Então, ri-me por dentro ao pensar: que bom que ainda sou criança!

Não se trata de ter uma resposta pronta, nem de ter ou não assumido um papel profissional na vida adulta. Não se trata de ter ou não profissão, cargo e carreira.

Trata-se de onde estamos e onde queremos realmente estar.  Trata de olhar-se no espelho e perceber se seus sonhos foram ou não concretizados. Trata-se de sonhar e encantar-se com o trabalho de suas próprias mãos.

E de pensar que o Tempo nos concede um longo fio através do qual podemos tecer nossas histórias, onde podemos querer concretizar ideias e ideais nesta trajetória.

Histórias que se entrelaçam, entre fios que se embaraçam e depois seguem a diante.

Ainda frente ao espelho, há os momentos que podemos ousar chamar de “ora da verdade”, pois é difícil mentir pra si mesmo.

Momento de responder: “o que eu fiz até aqui?”, “quem sou eu?”, “o que desejo ser?” “há vontade dentro de mim?”

Por mais complexo ou simples que isso possa parecer.

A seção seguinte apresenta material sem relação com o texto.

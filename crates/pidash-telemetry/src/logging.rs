use std::path::Path;
use std::sync::Arc;

use chrono::Utc;
use parking_lot::Mutex;
use rusqlite::Connection;
use serde::{Deserialize, Serialize};
use tracing::field::{Field, Visit};
use tracing_subscriber::layer::Context;
use tracing_subscriber::Layer;

/// A log record persisted to SQLite.
#[derive(Clone, Debug, Serialize, Deserialize)]
pub struct LogRecord {
    pub id: i64,
    pub timestamp: String,
    pub level: String,
    pub target: String,
    pub message: String,
    pub fields: Option<String>,
    pub widget_id: Option<String>,
    pub topic: Option<String>,
}

/// Query parameters for searching persisted logs.
#[derive(Clone, Debug, Default)]
pub struct LogQuery {
    pub level: Option<String>,
    pub target: Option<String>,
    pub widget_id: Option<String>,
    pub topic: Option<String>,
    pub since: Option<String>,
    pub limit: Option<u32>,
}

/// SQLite sink that persists warn+ logs.
pub struct SqliteLogSink {
    conn: Mutex<Connection>,
}

impl SqliteLogSink {
    pub fn new(db_path: &Path) -> Result<Self, rusqlite::Error> {
        if let Some(parent) = db_path.parent() {
            std::fs::create_dir_all(parent).ok();
        }
        let conn = Connection::open(db_path)?;
        conn.execute_batch(
            "PRAGMA journal_mode = WAL;
             PRAGMA synchronous = NORMAL;
             CREATE TABLE IF NOT EXISTS logs (
                 id INTEGER PRIMARY KEY AUTOINCREMENT,
                 timestamp TEXT NOT NULL,
                 level TEXT NOT NULL,
                 target TEXT NOT NULL,
                 message TEXT NOT NULL,
                 fields TEXT,
                 widget_id TEXT,
                 topic TEXT
             );
             CREATE INDEX IF NOT EXISTS idx_logs_level ON logs(level);
             CREATE INDEX IF NOT EXISTS idx_logs_topic ON logs(topic);
             CREATE INDEX IF NOT EXISTS idx_logs_timestamp ON logs(timestamp);",
        )?;
        Ok(Self {
            conn: Mutex::new(conn),
        })
    }

    fn insert(&self, record: &LogInsert) {
        let conn = self.conn.lock();
        let _ = conn.execute(
            "INSERT INTO logs (timestamp, level, target, message, fields, widget_id, topic)
             VALUES (?1, ?2, ?3, ?4, ?5, ?6, ?7)",
            rusqlite::params![
                record.timestamp,
                record.level,
                record.target,
                record.message,
                record.fields,
                record.widget_id,
                record.topic,
            ],
        );
    }

    pub fn query(&self, q: &LogQuery) -> Result<Vec<LogRecord>, rusqlite::Error> {
        let conn = self.conn.lock();
        let mut sql = String::from(
            "SELECT id, timestamp, level, target, message, fields, widget_id, topic FROM logs WHERE 1=1",
        );
        let mut params: Vec<Box<dyn rusqlite::types::ToSql>> = Vec::new();

        if let Some(level) = &q.level {
            sql.push_str(&format!(" AND level = ?{}", params.len() + 1));
            params.push(Box::new(level.clone()));
        }
        if let Some(target) = &q.target {
            sql.push_str(&format!(" AND target LIKE ?{}", params.len() + 1));
            params.push(Box::new(format!("%{target}%")));
        }
        if let Some(widget_id) = &q.widget_id {
            sql.push_str(&format!(" AND widget_id = ?{}", params.len() + 1));
            params.push(Box::new(widget_id.clone()));
        }
        if let Some(topic) = &q.topic {
            sql.push_str(&format!(" AND topic = ?{}", params.len() + 1));
            params.push(Box::new(topic.clone()));
        }
        if let Some(since) = &q.since {
            sql.push_str(&format!(" AND timestamp >= ?{}", params.len() + 1));
            params.push(Box::new(since.clone()));
        }

        sql.push_str(" ORDER BY id DESC");
        let limit = q.limit.unwrap_or(100);
        sql.push_str(&format!(" LIMIT {limit}"));

        let param_refs: Vec<&dyn rusqlite::types::ToSql> =
            params.iter().map(|p| p.as_ref()).collect();
        let mut stmt = conn.prepare(&sql)?;
        let rows = stmt.query_map(param_refs.as_slice(), |row| {
            Ok(LogRecord {
                id: row.get(0)?,
                timestamp: row.get(1)?,
                level: row.get(2)?,
                target: row.get(3)?,
                message: row.get(4)?,
                fields: row.get(5)?,
                widget_id: row.get(6)?,
                topic: row.get(7)?,
            })
        })?;

        rows.collect()
    }

    pub fn count(&self) -> Result<i64, rusqlite::Error> {
        let conn = self.conn.lock();
        conn.query_row("SELECT COUNT(*) FROM logs", [], |row| row.get(0))
    }
}

struct LogInsert {
    timestamp: String,
    level: String,
    target: String,
    message: String,
    fields: Option<String>,
    widget_id: Option<String>,
    topic: Option<String>,
}

/// tracing Layer that writes warn+ events to SQLite.
pub struct SqliteLogLayer {
    sink: Arc<SqliteLogSink>,
}

impl SqliteLogLayer {
    pub fn new(sink: Arc<SqliteLogSink>) -> Self {
        Self { sink }
    }
}

/// Visitor that pulls the message plus the routing identifiers out of a
/// tracing event; remaining fields collect into a JSON object.
struct FieldVisitor {
    message: Option<String>,
    fields: serde_json::Map<String, serde_json::Value>,
    widget_id: Option<String>,
    topic: Option<String>,
}

impl FieldVisitor {
    fn new() -> Self {
        Self {
            message: None,
            fields: serde_json::Map::new(),
            widget_id: None,
            topic: None,
        }
    }
}

impl Visit for FieldVisitor {
    fn record_debug(&mut self, field: &Field, value: &dyn std::fmt::Debug) {
        let val = format!("{:?}", value);
        match field.name() {
            "message" => self.message = Some(val),
            "widget_id" => self.widget_id = Some(val.trim_matches('"').to_string()),
            "topic" => self.topic = Some(val.trim_matches('"').to_string()),
            name => {
                self.fields
                    .insert(name.to_string(), serde_json::Value::String(val));
            }
        }
    }

    fn record_str(&mut self, field: &Field, value: &str) {
        match field.name() {
            "message" => self.message = Some(value.to_string()),
            "widget_id" => self.widget_id = Some(value.to_string()),
            "topic" => self.topic = Some(value.to_string()),
            name => {
                self.fields.insert(
                    name.to_string(),
                    serde_json::Value::String(value.to_string()),
                );
            }
        }
    }

    fn record_i64(&mut self, field: &Field, value: i64) {
        self.fields.insert(
            field.name().to_string(),
            serde_json::Value::Number(value.into()),
        );
    }

    fn record_u64(&mut self, field: &Field, value: u64) {
        self.fields.insert(
            field.name().to_string(),
            serde_json::Value::Number(value.into()),
        );
    }

    fn record_f64(&mut self, field: &Field, value: f64) {
        if let Some(n) = serde_json::Number::from_f64(value) {
            self.fields
                .insert(field.name().to_string(), serde_json::Value::Number(n));
        }
    }

    fn record_bool(&mut self, field: &Field, value: bool) {
        self.fields
            .insert(field.name().to_string(), serde_json::Value::Bool(value));
    }
}

impl<S> Layer<S> for SqliteLogLayer
where
    S: tracing::Subscriber + for<'a> tracing_subscriber::registry::LookupSpan<'a>,
{
    fn on_event(&self, event: &tracing::Event<'_>, _ctx: Context<'_, S>) {
        // Only persist WARN and above
        let level = *event.metadata().level();
        if level > tracing::Level::WARN {
            return;
        }

        let mut visitor = FieldVisitor::new();
        event.record(&mut visitor);

        let fields_json = if visitor.fields.is_empty() {
            None
        } else {
            Some(serde_json::to_string(&visitor.fields).unwrap_or_default())
        };

        let record = LogInsert {
            timestamp: Utc::now().to_rfc3339(),
            level: level.to_string().to_uppercase(),
            target: event.metadata().target().to_string(),
            message: visitor.message.unwrap_or_default(),
            fields: fields_json,
            widget_id: visitor.widget_id,
            topic: visitor.topic,
        };

        self.sink.insert(&record);
    }
}

#[cfg(test)]
mod tests {
    use super::*;
    use std::path::PathBuf;

    fn temp_db() -> PathBuf {
        let dir = std::env::temp_dir().join(format!("pidash-test-logs-{}", uuid::Uuid::now_v7()));
        std::fs::create_dir_all(&dir).unwrap();
        dir.join("test-logs.db")
    }

    #[test]
    fn sqlite_sink_create_and_insert() {
        let sink = SqliteLogSink::new(&temp_db()).unwrap();

        sink.insert(&LogInsert {
            timestamp: "2026-08-14T12:00:00Z".into(),
            level: "WARN".into(),
            target: "pidash_router::router".into(),
            message: "widget handler panicked".into(),
            fields: None,
            widget_id: Some("servermonitoring".into()),
            topic: Some("system.cpu.core1".into()),
        });

        assert_eq!(sink.count().unwrap(), 1);
    }

    #[test]
    fn sqlite_sink_query_by_level_and_topic() {
        let sink = SqliteLogSink::new(&temp_db()).unwrap();

        sink.insert(&LogInsert {
            timestamp: "2026-08-14T12:00:00Z".into(),
            level: "WARN".into(),
            target: "test".into(),
            message: "dropping publish while disconnected".into(),
            fields: None,
            widget_id: None,
            topic: Some("weri/system/reboot".into()),
        });
        sink.insert(&LogInsert {
            timestamp: "2026-08-14T12:00:01Z".into(),
            level: "ERROR".into(),
            target: "test".into(),
            message: "broker refused connection".into(),
            fields: None,
            widget_id: None,
            topic: None,
        });

        let errors = sink
            .query(&LogQuery {
                level: Some("ERROR".into()),
                ..Default::default()
            })
            .unwrap();
        assert_eq!(errors.len(), 1);
        assert_eq!(errors[0].message, "broker refused connection");

        let by_topic = sink
            .query(&LogQuery {
                topic: Some("weri/system/reboot".into()),
                ..Default::default()
            })
            .unwrap();
        assert_eq!(by_topic.len(), 1);
    }

    #[test]
    fn sqlite_sink_query_limit_newest_first() {
        let sink = SqliteLogSink::new(&temp_db()).unwrap();
        for i in 0..10 {
            sink.insert(&LogInsert {
                timestamp: format!("2026-08-14T12:00:{i:02}Z"),
                level: "WARN".into(),
                target: "test".into(),
                message: format!("msg {i}"),
                fields: None,
                widget_id: None,
                topic: None,
            });
        }

        let results = sink
            .query(&LogQuery {
                limit: Some(3),
                ..Default::default()
            })
            .unwrap();
        assert_eq!(results.len(), 3);
        assert_eq!(results[0].message, "msg 9");
    }

    #[test]
    fn log_record_serde_roundtrip() {
        let record = LogRecord {
            id: 1,
            timestamp: "2026-08-14T12:00:00Z".into(),
            level: "WARN".into(),
            target: "pidash_transport".into(),
            message: "subscribe failed".into(),
            fields: Some(r#"{"pattern":"rpi/system/#"}"#.into()),
            widget_id: None,
            topic: Some("rpi/system/uptime".into()),
        };
        let json = serde_json::to_string(&record).unwrap();
        let parsed: LogRecord = serde_json::from_str(&json).unwrap();
        assert_eq!(parsed.level, "WARN");
        assert_eq!(parsed.topic.as_deref(), Some("rpi/system/uptime"));
    }
}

É bem verdade que estas verdades moram em nós. Repousam solenes em nosso cerne.

Não viemos ao mundo a passeio. A vida tem um plano para nós. E nós fazemos planos nessa vida. Compreender isso é base para descoberta e “sentido de vida”.

Nada pode ser mais oco do que a sensação de que nossa vida “não faz sentido”.

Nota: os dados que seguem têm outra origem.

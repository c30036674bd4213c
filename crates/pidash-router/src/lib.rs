//! Topic mapping, payload normalization and update distribution.
//!
//! The pipeline is `wire topic → TopicMap → TopicId`, then
//! `payload → normalize → NormalizedMessage`, then `Router::dispatch`
//! fans the record out to registered widgets. All three stages are pure
//! with respect to I/O; the broker and WebSocket layers sit outside.

pub mod mapper;
pub mod normalize;
pub mod router;

pub use mapper::TopicMap;
pub use normalize::normalize;
pub use router::{Router, Widget};
use std::time::Duration;

use pidash_core::ReconnectConfig;

/// Reconnect schedule, injected into the transport event loop rather than
/// hard-wired there. The stock configuration is a fixed 5 s retry; a
/// multiplier above 1.0 gives capped exponential backoff.
#[derive(Clone, Debug)]
pub struct ReconnectPolicy {
    base: Duration,
    max: Duration,
    multiplier: f64,
    max_attempts: Option<u32>,
}

impl ReconnectPolicy {
    pub fn new(config: &ReconnectConfig) -> Self {
        Self {
            base: Duration::from_millis(config.base_delay_ms),
            max: Duration::from_millis(config.max_delay_ms),
            multiplier: config.multiplier.max(1.0),
            max_attempts: config.max_attempts,
        }
    }

    /// Fixed-interval retry forever.
    pub fn fixed(interval: Duration) -> Self {
        Self {
            base: interval,
            max: interval,
            multiplier: 1.0,
            max_attempts: None,
        }
    }

    /// Delay before retry number `attempt` (zero-based), or `None` once
    /// the attempt budget is spent.
    pub fn delay(&self, attempt: u32) -> Option<Duration> {
        if let Some(max_attempts) = self.max_attempts {
            if attempt >= max_attempts {
                return None;
            }
        }
        let factor = self.multiplier.powi(attempt.min(32) as i32);
        let delay = self.base.mul_f64(factor);
        Some(delay.min(self.max))
    }
}

impl Default for ReconnectPolicy {
    fn default() -> Self {
        Self::new(&ReconnectConfig::default())
    }
}

#[cfg(test)]
mod tests {
    use super::*;

    #[test]
    fn default_is_fixed_five_seconds() {
        let policy = ReconnectPolicy::default();
        assert_eq!(policy.delay(0), Some(Duration::from_secs(5)));
        assert_eq!(policy.delay(10), Some(Duration::from_secs(5)));
        assert_eq!(policy.delay(1_000), Some(Duration::from_secs(5)));
    }

    #[test]
    fn exponential_backoff_caps_at_max() {
        let policy = ReconnectPolicy::new(&ReconnectConfig {
            base_delay_ms: 500,
            max_delay_ms: 4_000,
            multiplier: 2.0,
            max_attempts: None,
        });
        assert_eq!(policy.delay(0), Some(Duration::from_millis(500)));
        assert_eq!(policy.delay(1), Some(Duration::from_millis(1_000)));
        assert_eq!(policy.delay(2), Some(Duration::from_millis(2_000)));
        assert_eq!(policy.delay(3), Some(Duration::from_millis(4_000)));
        assert_eq!(policy.delay(20), Some(Duration::from_millis(4_000)));
    }

    #[test]
    fn attempt_budget_exhausts() {
        let policy = ReconnectPolicy::new(&ReconnectConfig {
            base_delay_ms: 100,
            max_delay_ms: 100,
            multiplier: 1.0,
            max_attempts: Some(3),
        });
        assert!(policy.delay(0).is_some());
        assert!(policy.delay(2).is_some());
        assert_eq!(policy.delay(3), None);
    }

    #[test]
    fn sub_unit_multiplier_is_clamped() {
        let policy = ReconnectPolicy::new(&ReconnectConfig {
            base_delay_ms: 1_000,
            max_delay_ms: 10_000,
            multiplier: 0.5,
            max_attempts: None,
        });
        // Never decays below the base interval.
        assert_eq!(policy.delay(5), Some(Duration::from_secs(1)));
    }
}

Atender ao que a vida quer de nós e extrair dela o que aprendemos a desejar é arte, é desafio, é aprendizado, é errar e acertar, até conseguir voltar ao eixo original para o qual a vida nos chamou.

Pode ser doloroso perceber que não somos o que gostaríamos de ser.

Pode ser doloroso perceber que nos distanciamos tanto do plano original, que nem sabemos como remodelar nossas histórias.

No entanto, esse movimento de reflexão, que inicialmente pode ser percebido como “desilusão”, pode ser a chave para abrir outras oportunidades.

Além disso, as desilusões não são tão nocivas como aparentam, pois significa deixar de estar iludido.

É no silêncio de nossas reflexões que podemos encontrar miraculosas respostas. Ainda assim, não se iluda. Esse processo é longo e requer persistência.